──────── Dataset records

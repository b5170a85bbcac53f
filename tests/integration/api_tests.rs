//! Page integration tests against a running server

use reqwest::{redirect::Policy, Client, StatusCode};
use serde_json::{json, Value};
use tokio_test::assert_ok;

const BASE_URL: &str = "http://localhost:3000";

/// Client that reports redirects instead of following them
fn client() -> Client {
    assert_ok!(Client::builder().redirect(Policy::none()).build())
}

async fn get_page(client: &Client, path: &str) -> (StatusCode, Value) {
    let response = client
        .get(format!("{}{}", BASE_URL, path))
        .send()
        .await
        .expect("Failed to send request");
    let status = response.status();
    let body: Value = response.json().await.expect("Failed to parse response");
    (status, body)
}

/// Create a record through its form flow and return the redirect location
async fn create(client: &Client, path: &str, form: &[(&str, &str)]) -> String {
    let response = client
        .post(format!("{}{}", BASE_URL, path))
        .form(form)
        .send()
        .await
        .expect("Failed to send request");

    assert_eq!(response.status(), StatusCode::SEE_OTHER);
    response.headers()["location"]
        .to_str()
        .expect("Invalid location header")
        .to_string()
}

#[tokio::test]
#[ignore] // Run with: cargo test -- --ignored
async fn test_health_check() {
    let (status, body) = get_page(&client(), "/health").await;
    assert!(status.is_success());
    assert_eq!(body["status"], "healthy");
}

#[tokio::test]
#[ignore]
async fn test_home_page_counts() {
    let (status, body) = get_page(&client(), "/catalog").await;
    assert_eq!(status, StatusCode::OK);
    assert_eq!(body["template"], "index");
    assert!(body["data"]["book_count"].is_i64());
    assert!(body["data"]["book_instance_available_count"].is_i64());
}

#[tokio::test]
#[ignore]
async fn test_root_redirects_to_catalog() {
    let response = client()
        .get(format!("{}/", BASE_URL))
        .send()
        .await
        .expect("Failed to send request");
    assert!(response.status().is_redirection());
    assert_eq!(response.headers()["location"], "/catalog");
}

#[tokio::test]
#[ignore]
async fn test_book_lifecycle() {
    let client = client();

    let author = create(
        &client,
        "/catalog/author/create",
        &[
            ("first_name", "Frank"),
            ("family_name", "Herbert"),
            ("date_of_birth", "1920-10-08"),
            ("date_of_death", "1986-02-11"),
        ],
    )
    .await;
    let author_id = author.rsplit('/').next().expect("No author id");

    let genre = create(&client, "/catalog/genre/create", &[("name", "Science Fiction")]).await;
    let genre_id = genre.rsplit('/').next().expect("No genre id");

    let book = create(
        &client,
        "/catalog/book/create",
        &[
            ("title", "Dune"),
            ("author", author_id),
            ("summary", "A desert planet"),
            ("isbn", "9780441013593"),
            ("genre", genre_id),
        ],
    )
    .await;
    let book_id = book.rsplit('/').next().expect("No book id").to_string();

    let (status, body) = get_page(&client, &book).await;
    assert_eq!(status, StatusCode::OK);
    assert_eq!(body["title"], "Dune");
    assert_eq!(body["data"]["book"]["genres"][0]["name"], "Science Fiction");

    let copy = create(
        &client,
        "/catalog/bookinstance/create",
        &[("book", &book_id), ("imprint", "Ace, 1990"), ("status", "Loaned"), ("due_back", "")],
    )
    .await;

    // A book with copies is not deleted
    let response = client
        .post(format!("{}{}/delete", BASE_URL, book))
        .form(&[("bookid", book_id.as_str())])
        .send()
        .await
        .expect("Failed to send request");
    assert_eq!(response.status(), StatusCode::OK);
    let body: Value = response.json().await.expect("Failed to parse response");
    assert_eq!(body["template"], "book/book_delete");

    let copy_id = copy.rsplit('/').next().expect("No copy id");
    let response = client
        .post(format!("{}{}/delete", BASE_URL, copy))
        .form(&[("bookinstanceid", copy_id)])
        .send()
        .await
        .expect("Failed to send request");
    assert_eq!(response.status(), StatusCode::SEE_OTHER);

    let response = client
        .post(format!("{}{}/delete", BASE_URL, book))
        .form(&[("bookid", book_id.as_str())])
        .send()
        .await
        .expect("Failed to send request");
    assert_eq!(response.status(), StatusCode::SEE_OTHER);
    assert_eq!(response.headers()["location"], "/catalog/books");
}

#[tokio::test]
#[ignore]
async fn test_invalid_author_form_is_rerendered() {
    let response = client()
        .post(format!("{}/catalog/author/create", BASE_URL))
        .json(&json!({
            "first_name": "",
            "family_name": "Herbert",
            "date_of_birth": "not a date",
            "date_of_death": ""
        }))
        .send()
        .await
        .expect("Failed to send request");

    assert_eq!(response.status(), StatusCode::OK);
    let body: Value = response.json().await.expect("Failed to parse response");
    assert_eq!(body["template"], "author/author_form");
    assert!(body["data"]["errors"].as_array().is_some_and(|errors| errors.len() >= 2));
}

#[tokio::test]
#[ignore]
async fn test_unknown_book_is_not_found() {
    let (status, body) = get_page(&client(), "/catalog/book/999999999").await;
    assert_eq!(status, StatusCode::NOT_FOUND);
    assert_eq!(body["template"], "error");
}
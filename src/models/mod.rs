//! Data models for the catalog

pub mod author;
pub mod book;
pub mod book_instance;
pub mod genre;

// Re-export commonly used types
pub use author::{Author, AuthorData};
pub use book::{Book, BookData, BookDetails, BookFilter, BookListing};
pub use book_instance::{BookInstance, BookInstanceData, BookInstanceDetails, BookInstanceFilter, CopyStatus};
pub use genre::{Genre, GenreData, GenreOption};

/// A record with a canonical location derived from its identity
pub trait Resource {
    fn url(&self) -> String;
}
//! Health check endpoints

use axum::{extract::State, http::StatusCode, Json};
use serde::Serialize;
use utoipa::ToSchema;

use crate::AppState;

#[derive(Serialize, ToSchema)]
pub struct HealthResponse {
    /// Current status of the service
    pub status: String,
    /// Version of the service
    pub version: String,
    /// Run mode the server was started in
    pub environment: String,
}

impl HealthResponse {
    fn new(status: &str, state: &AppState) -> Self {
        Self {
            status: status.to_string(),
            version: env!("CARGO_PKG_VERSION").to_string(),
            environment: state.config.environment.clone(),
        }
    }
}

/// Health check endpoint
#[utoipa::path(
    get,
    path = "/health",
    tag = "health",
    responses(
        (status = 200, description = "Service is healthy", body = HealthResponse)
    )
)]
pub async fn health_check(State(state): State<AppState>) -> Json<HealthResponse> {
    Json(HealthResponse::new("healthy", &state))
}

/// Readiness check endpoint (checks database connectivity)
#[utoipa::path(
    get,
    path = "/ready",
    tag = "health",
    responses(
        (status = 200, description = "Service is ready", body = HealthResponse),
        (status = 503, description = "Database unreachable", body = HealthResponse)
    )
)]
pub async fn readiness_check(State(state): State<AppState>) -> (StatusCode, Json<HealthResponse>) {
    match state.services.catalog.ping().await {
        Ok(()) => (StatusCode::OK, Json(HealthResponse::new("ready", &state))),
        Err(e) => {
            tracing::warn!("Readiness check failed: {}", e);
            (
                StatusCode::SERVICE_UNAVAILABLE,
                Json(HealthResponse::new("unavailable", &state)),
            )
        }
    }
}
//! Genre pages

use axum::{
    extract::{Path, State},
    response::Response,
};

use super::FormOrJson;
use crate::{
    error::AppResult,
    services::genres::{GenreDeleteInput, GenreInput},
    views::{respond, Page},
    AppState,
};

#[utoipa::path(
    get,
    path = "/catalog/genres",
    tag = "genres",
    responses((status = 200, description = "Genre list page"))
)]
pub async fn genre_list(State(state): State<AppState>) -> AppResult<Page> {
    let view = state.services.genres.list().await?;
    Page::new("genre/genre_list", "Genre List", view)
}

#[utoipa::path(
    get,
    path = "/catalog/genre/{id}",
    tag = "genres",
    params(("id" = String, Path, description = "Genre ID")),
    responses(
        (status = 200, description = "Genre detail page"),
        (status = 404, description = "Genre not found")
    )
)]
pub async fn genre_detail(
    State(state): State<AppState>,
    Path(id): Path<String>,
) -> AppResult<Page> {
    let view = state.services.genres.detail(&id).await?;
    Page::new("genre/genre_detail", "Genre Detail", view)
}

#[utoipa::path(
    get,
    path = "/catalog/genre/create",
    tag = "genres",
    responses((status = 200, description = "Genre form page"))
)]
pub async fn genre_create_get(State(state): State<AppState>) -> AppResult<Page> {
    Page::new("genre/genre_form", "Create Genre", state.services.genres.create_form())
}

#[utoipa::path(
    post,
    path = "/catalog/genre/create",
    tag = "genres",
    responses(
        (status = 303, description = "Genre created, or the existing genre of that name"),
        (status = 200, description = "Form re-rendered with errors")
    )
)]
pub async fn genre_create_post(
    State(state): State<AppState>,
    FormOrJson(input): FormOrJson<GenreInput>,
) -> AppResult<Response> {
    let outcome = state.services.genres.create(input).await?;
    respond(outcome, "genre/genre_form", "Create Genre")
}

#[utoipa::path(
    get,
    path = "/catalog/genre/{id}/delete",
    tag = "genres",
    params(("id" = String, Path, description = "Genre ID")),
    responses(
        (status = 200, description = "Delete confirmation page"),
        (status = 404, description = "Genre not found")
    )
)]
pub async fn genre_delete_get(
    State(state): State<AppState>,
    Path(id): Path<String>,
) -> AppResult<Page> {
    let view = state.services.genres.delete_form(&id).await?;
    Page::new("genre/genre_delete", "Delete Genre", view)
}

#[utoipa::path(
    post,
    path = "/catalog/genre/{id}/delete",
    tag = "genres",
    params(("id" = String, Path, description = "Genre ID")),
    responses(
        (status = 303, description = "Genre deleted"),
        (status = 200, description = "Books exist, confirmation page re-rendered")
    )
)]
pub async fn genre_delete_post(
    State(state): State<AppState>,
    FormOrJson(input): FormOrJson<GenreDeleteInput>,
) -> AppResult<Response> {
    let outcome = state.services.genres.delete(input).await?;
    respond(outcome, "genre/genre_delete", "Delete Genre")
}

#[utoipa::path(
    get,
    path = "/catalog/genre/{id}/update",
    tag = "genres",
    params(("id" = String, Path, description = "Genre ID")),
    responses(
        (status = 200, description = "Genre form page"),
        (status = 404, description = "Genre not found")
    )
)]
pub async fn genre_update_get(
    State(state): State<AppState>,
    Path(id): Path<String>,
) -> AppResult<Page> {
    let view = state.services.genres.update_form(&id).await?;
    Page::new("genre/genre_form", "Update Genre", view)
}

#[utoipa::path(
    post,
    path = "/catalog/genre/{id}/update",
    tag = "genres",
    params(("id" = String, Path, description = "Genre ID")),
    responses(
        (status = 303, description = "Genre updated"),
        (status = 200, description = "Form re-rendered with errors"),
        (status = 404, description = "Genre not found")
    )
)]
pub async fn genre_update_post(
    State(state): State<AppState>,
    Path(id): Path<String>,
    FormOrJson(input): FormOrJson<GenreInput>,
) -> AppResult<Response> {
    let outcome = state.services.genres.update(&id, input).await?;
    respond(outcome, "genre/genre_form", "Update Genre")
}
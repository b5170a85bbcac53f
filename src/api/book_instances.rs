//! Book instance (copy) pages

use axum::{
    extract::{Path, State},
    response::Response,
};

use super::FormOrJson;
use crate::{
    error::AppResult,
    services::book_instances::{BookInstanceDeleteInput, BookInstanceInput},
    views::{respond, Page},
    AppState,
};

#[utoipa::path(
    get,
    path = "/catalog/bookinstances",
    tag = "bookinstances",
    responses((status = 200, description = "Book copy list page"))
)]
pub async fn bookinstance_list(State(state): State<AppState>) -> AppResult<Page> {
    let view = state.services.book_instances.list().await?;
    Page::new("bookinstance/bookinstance_list", "Book Instance List", view)
}

#[utoipa::path(
    get,
    path = "/catalog/bookinstance/{id}",
    tag = "bookinstances",
    params(("id" = String, Path, description = "Book copy ID")),
    responses(
        (status = 200, description = "Book copy detail page"),
        (status = 404, description = "Book copy not found")
    )
)]
pub async fn bookinstance_detail(
    State(state): State<AppState>,
    Path(id): Path<String>,
) -> AppResult<Page> {
    let view = state.services.book_instances.detail(&id).await?;
    Page::new("bookinstance/bookinstance_detail", "Book", view)
}

#[utoipa::path(
    get,
    path = "/catalog/bookinstance/create",
    tag = "bookinstances",
    responses((status = 200, description = "Book copy form page"))
)]
pub async fn bookinstance_create_get(State(state): State<AppState>) -> AppResult<Page> {
    let view = state.services.book_instances.create_form().await?;
    Page::new("bookinstance/bookinstance_form", "Create BookInstance", view)
}

#[utoipa::path(
    post,
    path = "/catalog/bookinstance/create",
    tag = "bookinstances",
    responses(
        (status = 303, description = "Book copy created"),
        (status = 200, description = "Form re-rendered with errors")
    )
)]
pub async fn bookinstance_create_post(
    State(state): State<AppState>,
    FormOrJson(input): FormOrJson<BookInstanceInput>,
) -> AppResult<Response> {
    let outcome = state.services.book_instances.create(input).await?;
    respond(outcome, "bookinstance/bookinstance_form", "Create BookInstance")
}

#[utoipa::path(
    get,
    path = "/catalog/bookinstance/{id}/delete",
    tag = "bookinstances",
    params(("id" = String, Path, description = "Book copy ID")),
    responses(
        (status = 200, description = "Delete confirmation page"),
        (status = 404, description = "Book copy not found")
    )
)]
pub async fn bookinstance_delete_get(
    State(state): State<AppState>,
    Path(id): Path<String>,
) -> AppResult<Page> {
    let view = state.services.book_instances.delete_form(&id).await?;
    Page::new("bookinstance/bookinstance_delete", "Delete BookInstance", view)
}

#[utoipa::path(
    post,
    path = "/catalog/bookinstance/{id}/delete",
    tag = "bookinstances",
    params(("id" = String, Path, description = "Book copy ID")),
    responses((status = 303, description = "Book copy deleted"))
)]
pub async fn bookinstance_delete_post(
    State(state): State<AppState>,
    FormOrJson(input): FormOrJson<BookInstanceDeleteInput>,
) -> AppResult<Response> {
    let outcome = state.services.book_instances.delete(input).await?;
    respond(outcome, "bookinstance/bookinstance_delete", "Delete BookInstance")
}

#[utoipa::path(
    get,
    path = "/catalog/bookinstance/{id}/update",
    tag = "bookinstances",
    params(("id" = String, Path, description = "Book copy ID")),
    responses(
        (status = 200, description = "Book copy form page"),
        (status = 404, description = "Book copy not found")
    )
)]
pub async fn bookinstance_update_get(
    State(state): State<AppState>,
    Path(id): Path<String>,
) -> AppResult<Page> {
    let view = state.services.book_instances.update_form(&id).await?;
    Page::new("bookinstance/bookinstance_form", "Update BookInstance", view)
}

#[utoipa::path(
    post,
    path = "/catalog/bookinstance/{id}/update",
    tag = "bookinstances",
    params(("id" = String, Path, description = "Book copy ID")),
    responses(
        (status = 303, description = "Book copy updated"),
        (status = 200, description = "Form re-rendered with errors"),
        (status = 404, description = "Book copy not found")
    )
)]
pub async fn bookinstance_update_post(
    State(state): State<AppState>,
    Path(id): Path<String>,
    FormOrJson(input): FormOrJson<BookInstanceInput>,
) -> AppResult<Response> {
    let outcome = state.services.book_instances.update(&id, input).await?;
    respond(outcome, "bookinstance/bookinstance_form", "Update BookInstance")
}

────────────────

When the string "integration" appears in a line of the records above, that line is to be copied.

Solution to this exercise:
filename tests/integration/api_tests.rs
//! Page integration tests against a running server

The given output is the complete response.